2 KiB
Code editing benchmarks for OpenAI's "1106" models
OpenAI just released a new version of GPT-4 Turbo.
This new model is intended to reduce the "lazy coding" that has been widely observed with the previous gpt-1106-preview
model:
Today, we are releasing an updated GPT-4 Turbo preview model, gpt-4-0125-preview. This model completes tasks like code generation more thoroughly than the previous preview model and is intended to reduce cases of “laziness” where the model doesn’t complete a task.
With that in mind, I've been benchmarking the new model using aider's existing lazy coding benchmark.
Benchmark results
These results are currently preliminary, and will be updated as additional benchmark runs complete.

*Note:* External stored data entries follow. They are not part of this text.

//! Fixed-size toroidal grid of cells.
//!
//! The [`Grid`] owns `width * height` cells in row-major order and is
//! mutated in place for its whole lifetime. Cells are never added or
//! removed; a round reset rewrites every cell back to the dead, neutral
//! state.
//!
//! Spatial lookups wrap toroidally via [`wrap`]: the neighbor to the
//! left of column 0 is column `width - 1`, and so on. The engine only
//! ever asks for offsets in `{-1, 0, 1}`, so a single add or subtract of
//! the dimension is always enough.

/// Color identifier carried by a cell. `0` is [`NEUTRAL`].
pub type ColorId = u8;

/// The unowned color. Dead cells always carry it after a step, and it
/// is never assigned to a client.
pub const NEUTRAL: ColorId = 0;

/// Errors that can occur when constructing a grid.
#[derive(Debug, thiserror::Error)]
pub enum GridError {
    /// One of the dimensions was zero.
    #[error("grid dimensions must be non-zero (got {width}x{height})")]
    EmptyDimension {
        /// Requested width.
        width: u16,
        /// Requested height.
        height: u16,
    },
}

/// A single cell of the automaton.
#[derive(Debug, Clone, Copy, PartialEq, Eq)]
pub struct Cell {
    /// Whether the cell is currently alive.
    pub alive: bool,
    /// Whether the cell differs from what the last built frame reported.
    pub changed: bool,
    /// Owning color, or [`NEUTRAL`].
    pub color: ColorId,
    /// Row index (redundant with the cell's position, kept for encoding).
    pub row: u16,
    /// Column index (redundant with the cell's position, kept for encoding).
    pub col: u16,
}

impl Cell {
    /// A dead, neutral, unchanged cell at the given position.
    pub const fn dead(row: u16, col: u16) -> Self {
        Self {
            alive: false,
            changed: false,
            color: NEUTRAL,
            row,
            col,
        }
    }
}

/// Wrap `coord + offset` into `[0, dimension)`.
///
/// Only offsets of `-1`, `0` and `1` are meaningful; any other offset is
/// treated as `0`. `dimension` must be non-zero.
pub const fn wrap(coord: u16, offset: i8, dimension: u16) -> u16 {
    match offset {
        -1 => {
            if coord == 0 {
                dimension.saturating_sub(1)
            } else {
                coord.saturating_sub(1)
            }
        }
        1 => {
            let next = coord.saturating_add(1);
            if next >= dimension { 0 } else { next }
        }
        _ => coord,
    }
}

/// The shared automaton grid.
///
/// Holds the live generation plus a scratch buffer the engine fills with
/// the next generation before swapping the two.
#[derive(Debug, Clone)]
pub struct Grid {
    width: u16,
    height: u16,
    cells: Vec<Cell>,
    scratch: Vec<Cell>,
    generation: u64,
}

impl Grid {
    /// Create a grid with every cell dead and neutral.
    ///
    /// # Errors
    ///
    /// Returns [`GridError::EmptyDimension`] if either dimension is zero.
    pub fn new(width: u16, height: u16) -> Result<Self, GridError> {
        if width == 0 || height == 0 {
            return Err(GridError::EmptyDimension { width, height });
        }

        let cells: Vec<Cell> = (0..height)
            .flat_map(|row| (0..width).map(move |col| Cell::dead(row, col)))
            .collect();
        let scratch = Vec::with_capacity(cells.len());

        Ok(Self {
            width,
            height,
            cells,
            scratch,
            generation: 0,
        })
    }

    /// Number of columns.
    pub const fn width(&self) -> u16 {
        self.width
    }

    /// Number of rows.
    pub const fn height(&self) -> u16 {
        self.height
    }

    /// Total number of cells (`width * height`).
    pub fn len(&self) -> usize {
        self.cells.len()
    }

    /// Always `false`; a grid has at least one cell.
    pub fn is_empty(&self) -> bool {
        self.cells.is_empty()
    }

    /// Number of steps completed since construction or the last reset.
    pub const fn generation(&self) -> u64 {
        self.generation
    }

    /// All cells in row-major order.
    pub fn cells(&self) -> &[Cell] {
        &self.cells
    }

    pub(crate) fn cells_mut(&mut self) -> &mut [Cell] {
        &mut self.cells
    }

    /// Row-major index of `(row, col)`, or `None` if out of range.
    pub fn index(&self, row: u16, col: u16) -> Option<usize> {
        if row >= self.height || col >= self.width {
            return None;
        }
        usize::from(row)
            .checked_mul(usize::from(self.width))?
            .checked_add(usize::from(col))
    }

    /// The cell at `(row, col)`, or `None` if out of range.
    pub fn cell(&self, row: u16, col: u16) -> Option<&Cell> {
        self.index(row, col).and_then(|idx| self.cells.get(idx))
    }

    /// Whether `(row, col)` lies inside the grid.
    pub const fn contains(&self, row: u16, col: u16) -> bool {
        row < self.height && col < self.width
    }

    /// Bring the cell at `(row, col)` to life under `color`.
    ///
    /// Always flags the cell as changed. Returns `false` (and does
    /// nothing) if the coordinate is outside the grid.
    pub fn activate(&mut self, row: u16, col: u16, color: ColorId) -> bool {
        let Some(idx) = self.index(row, col) else {
            return false;
        };
        match self.cells.get_mut(idx) {
            Some(cell) => {
                cell.alive = true;
                cell.changed = true;
                cell.color = color;
                true
            }
            None => false,
        }
    }

    /// Kill every cell, neutralize its color and flag it changed.
    ///
    /// Also rewinds the generation counter.
    pub fn reset(&mut self) {
        for cell in &mut self.cells {
            cell.alive = false;
            cell.color = NEUTRAL;
            cell.changed = true;
        }
        self.generation = 0;
    }

    /// Clear every changed flag. Returns how many were set.
    pub fn clear_changed(&mut self) -> usize {
        let mut cleared: usize = 0;
        for cell in self.cells.iter_mut().filter(|c| c.changed) {
            cell.changed = false;
            cleared = cleared.saturating_add(1);
        }
        cleared
    }

    /// Number of cells whose changed flag is set.
    pub fn changed_count(&self) -> usize {
        self.cells.iter().filter(|c| c.changed).count()
    }

    /// Number of live cells.
    pub fn alive_count(&self) -> usize {
        self.cells.iter().filter(|c| c.alive).count()
    }

    /// Hand the scratch buffer to the engine.
    pub(crate) fn take_scratch(&mut self) -> Vec<Cell> {
        std::mem::take(&mut self.scratch)
    }

    /// Install `next` as the live generation; the old one becomes scratch.
    ///
    /// `next` must hold exactly [`len`](Self::len) cells. A buffer of the
    /// wrong size is dropped and the live generation left untouched.
    pub(crate) fn commit_generation(&mut self, mut next: Vec<Cell>) {
        if next.len() != self.cells.len() {
            tracing::warn!(
                expected = self.cells.len(),
                actual = next.len(),
                "discarding next generation with wrong cell count"
            );
            return;
        }
        std::mem::swap(&mut self.cells, &mut next);
        self.scratch = next;
        self.generation = self.generation.saturating_add(1);
    }
}
//! Server startup for the engine binary.
//!
//! [`run`] turns a validated configuration into running components: it
//! builds the shared [`AppState`], spawns the [`Scheduler`] on a
//! background task and serves HTTP on the current task until `shutdown`
//! resolves. The scheduler is aborted once the server stops.

use std::future::Future;
use std::sync::Arc;

use chromalife_core::config::ChromalifeConfig;
use chromalife_core::grid::GridError;
use tracing::info;

use crate::scheduler::{Cadence, Scheduler};
use crate::server::{ServerConfig, ServerError, start_server};
use crate::state::AppState;

/// Errors that can occur while bringing the server up.
#[derive(Debug, thiserror::Error)]
pub enum StartupError {
    /// The grid could not be allocated.
    #[error("grid setup failed: {source}")]
    Grid {
        /// The underlying grid error.
        #[from]
        source: GridError,
    },

    /// The server failed to bind or exited with an error.
    #[error("server start error: {source}")]
    Server {
        /// The underlying server error.
        #[from]
        source: ServerError,
    },
}

/// Run the scheduler and the server until `shutdown` resolves.
///
/// # Errors
///
/// Returns [`StartupError`] if the grid cannot be built or the server
/// cannot bind or fails while serving.
pub async fn run<F>(config: &ChromalifeConfig, shutdown: F) -> Result<(), StartupError>
where
    F: Future<Output = ()> + Send + 'static,
{
    let state = Arc::new(AppState::new(config)?);
    info!(
        width = config.grid.width,
        height = config.grid.height,
        num_colors = config.game.num_colors,
        packing = ?state.codec.packing(),
        compression = ?state.codec.compression(),
        "grid initialized"
    );

    let scheduler = Scheduler::new(Arc::clone(&state), Cadence::from_config(&config.timing)).spawn();

    let result = start_server(&ServerConfig::from(&config.server), state, shutdown).await;
    scheduler.abort();
    result.map_err(StartupError::from)
}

The new gpt-4-0125-preview
model produces mixed results on the
lazy coding benchmark as compared to the November gpt-4-1106-preview
model:
- It performs much worse when using the unified diffs code editign format.

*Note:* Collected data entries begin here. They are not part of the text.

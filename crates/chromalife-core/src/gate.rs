//! Input gate: rate-limited, color-attributed cell activation.
//!
//! Each client may land at most one submission per configured interval.
//! Anything arriving sooner is dropped on the floor. There is no queue
//! and nothing is merged or reported back; the next submission after the
//! interval simply wins. This is a coarse at-most-one-per-interval policy,
//! not a token bucket.
//!
//! The gate trusts its caller to have filtered coordinates to the grid.
//! [`Grid::activate`] still ignores anything out of range rather than
//! panicking.

use std::time::{Duration, Instant};

use crate::grid::{ColorId, Grid};

/// A grid coordinate that has already been checked against the grid.
#[derive(Debug, Clone, Copy, PartialEq, Eq)]
pub struct GridPoint {
    /// Row index.
    pub row: u16,
    /// Column index.
    pub col: u16,
}

/// Per-client rate-limit state.
#[derive(Debug, Clone, Copy, Default, PartialEq, Eq)]
pub struct RateLimiter {
    last_accepted: Option<Instant>,
}

impl RateLimiter {
    /// When the last submission was accepted, if ever.
    pub const fn last_accepted(&self) -> Option<Instant> {
        self.last_accepted
    }
}

/// Applies the rate limit and writes activations into the grid.
#[derive(Debug, Clone, Copy, PartialEq, Eq)]
pub struct InputGate {
    interval: Duration,
}

impl InputGate {
    /// Create a gate allowing one submission per `interval`.
    pub const fn new(interval: Duration) -> Self {
        Self { interval }
    }

    /// The minimum spacing between accepted submissions.
    pub const fn interval(&self) -> Duration {
        self.interval
    }

    /// Decide whether a submission arriving at `now` is accepted.
    ///
    /// Acceptance records `now` on the limiter. A rejected submission
    /// leaves the limiter untouched, so the window is measured from the
    /// last accepted submission.
    pub fn admit(&self, limiter: &mut RateLimiter, now: Instant) -> bool {
        let ready = limiter
            .last_accepted
            .is_none_or(|last| now.saturating_duration_since(last) >= self.interval);
        if ready {
            limiter.last_accepted = Some(now);
        }
        ready
    }

    /// Bring every point to life under `color`. Returns how many cells
    /// were written.
    pub fn activate(&self, grid: &mut Grid, color: ColorId, points: &[GridPoint]) -> usize {
        points
            .iter()
            .filter(|p| grid.activate(p.row, p.col, color))
            .count()
    }
}
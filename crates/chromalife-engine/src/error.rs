//! Error types for the engine binary.
//!
//! [`EngineError`] wraps every failure that can end the process, so
//! `main` can propagate with `?`.

use chromalife_core::config::ConfigError;
use chromalife_server::startup::StartupError;

/// Top-level error for the engine binary.
#[derive(Debug, thiserror::Error)]
pub enum EngineError {
    /// Configuration loading or validation failed.
    #[error("config error: {source}")]
    Config {
        /// The underlying config error.
        #[from]
        source: ConfigError,
    },

    /// The grid, scheduler or HTTP server could not be started, or the
    /// server failed while running.
    #[error("startup error: {source}")]
    Startup {
        /// The underlying startup error.
        #[from]
        source: StartupError,
    },
}
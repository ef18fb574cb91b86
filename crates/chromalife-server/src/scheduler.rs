//! Round scheduler: tick, full sync and round reset on one loop.
//!
//! A single task owns the three cadences and selects among their timers.
//! Each action runs its grid critical section to completion before the
//! loop looks at the next due timer, so a full sync can never interleave
//! with a tick and every changed flag is consumed by exactly one frame.
//!
//! When several timers are due at once the reset goes first, then the
//! full sync, then the tick. Missed periods are skipped rather than
//! replayed in a burst.

use std::sync::Arc;
use std::time::Duration;

use chromalife_core::config::TimingConfig;
use chromalife_core::engine;
use tokio::task::JoinHandle;
use tokio::time::{Instant, Interval, MissedTickBehavior};
use tracing::{debug, info, trace, warn};

use crate::registry::BroadcastReport;
use crate::state::{AppState, now};

/// The three scheduler periods.
#[derive(Debug, Clone, Copy, PartialEq, Eq)]
pub struct Cadence {
    /// Time between simulation steps.
    pub tick: Duration,
    /// Time between full-sync broadcasts.
    pub full_sync: Duration,
    /// Round length.
    pub round: Duration,
}

impl Cadence {
    /// Read the periods from the timing section.
    pub const fn from_config(timing: &TimingConfig) -> Self {
        Self {
            tick: timing.tick_interval(),
            full_sync: timing.full_sync_interval(),
            round: timing.round_duration(),
        }
    }
}

/// Drives the simulation and broadcasts its frames.
pub struct Scheduler {
    state: Arc<AppState>,
    cadence: Cadence,
}

impl Scheduler {
    /// Create a scheduler over `state`.
    pub const fn new(state: Arc<AppState>, cadence: Cadence) -> Self {
        Self { state, cadence }
    }

    /// Run [`Scheduler::run`] on a background task.
    pub fn spawn(self) -> JoinHandle<()> {
        tokio::spawn(self.run())
    }

    /// Reset once, then run the three cadences until the task is dropped.
    pub async fn run(self) {
        self.reset_round().await;

        let mut reset = periodic(self.cadence.round);
        let mut full_sync = periodic(self.cadence.full_sync);
        let mut tick = periodic(self.cadence.tick);

        info!(
            tick_ms = self.cadence.tick.as_millis(),
            full_sync_ms = self.cadence.full_sync.as_millis(),
            round_secs = self.cadence.round.as_secs(),
            "scheduler running"
        );

        loop {
            tokio::select! {
                biased;
                _ = reset.tick() => self.reset_round().await,
                _ = full_sync.tick() => {
                    self.full_sync().await;
                }
                _ = tick.tick() => {
                    self.tick().await;
                }
            }
        }
    }

    /// Step the simulation and broadcast the resulting delta.
    ///
    /// Returns `None` when nothing changed or the frame could not be
    /// encoded.
    pub async fn tick(&self) -> Option<BroadcastReport> {
        let encoded = {
            let mut grid = self.state.grid.lock().await;
            engine::step(&mut grid);
            self.state.codec.encode_delta(&mut grid)
        };

        match encoded {
            Ok(Some(frame)) => Some(self.state.registry.broadcast_frame(frame).await),
            Ok(None) => {
                trace!("no cells changed, delta skipped");
                None
            }
            Err(e) => {
                warn!(error = %e, "failed to encode delta frame, skipping broadcast");
                None
            }
        }
    }

    /// Broadcast a full-sync frame followed by the countdown notice.
    ///
    /// Encoding clears every changed flag in the same critical section.
    /// If encoding fails the flags are left set and neither message is
    /// sent.
    pub async fn full_sync(&self) -> Option<BroadcastReport> {
        let encoded = {
            let mut grid = self.state.grid.lock().await;
            self.state.codec.encode_full(&mut grid)
        };

        let frame = match encoded {
            Ok(frame) => frame,
            Err(e) => {
                warn!(error = %e, "failed to encode full-sync frame, skipping broadcast");
                return None;
            }
        };

        let report = self.state.registry.broadcast_frame(frame).await;
        let notice = self.state.round.lock().await.countdown_notice(now());
        self.state.registry.broadcast_text(&notice).await;

        debug!(
            delivered = report.delivered,
            pruned = report.pruned,
            notice = %notice,
            "full sync broadcast"
        );
        Some(report)
    }

    /// Kill every cell and restart the round clock.
    pub async fn reset_round(&self) {
        {
            let mut grid = self.state.grid.lock().await;
            grid.reset();
        }
        self.state.round.lock().await.reset(now());
        info!("round reset");
    }
}

/// An interval whose first tick is one full period away.
fn periodic(period: Duration) -> Interval {
    let start = Instant::now()
        .checked_add(period)
        .unwrap_or_else(Instant::now);
    let mut interval = tokio::time::interval_at(start, period);
    interval.set_missed_tick_behavior(MissedTickBehavior::Skip);
    interval
}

- Using aider's older SEARCH/REPLACE block editing format, the new January model outperfoms the older November model. But it still performs worse than both models using unified diffs.
Related reports
This is one in a series of reports that use the aider benchmarking suite to assess and compare the code editing capabilities of OpenAI's GPT models. You can review the other reports for additional information:
- GPT code editing benchmarks evaluates the March and June versions of GPT-3.5 and GPT-4.
- Code editing benchmarks for OpenAI's "1106" models.
- Aider's lazy coding benchmark.
Updates
Last updated 11/14/23. OpenAI has relaxed rate limits so these results are no longer considered preliminary.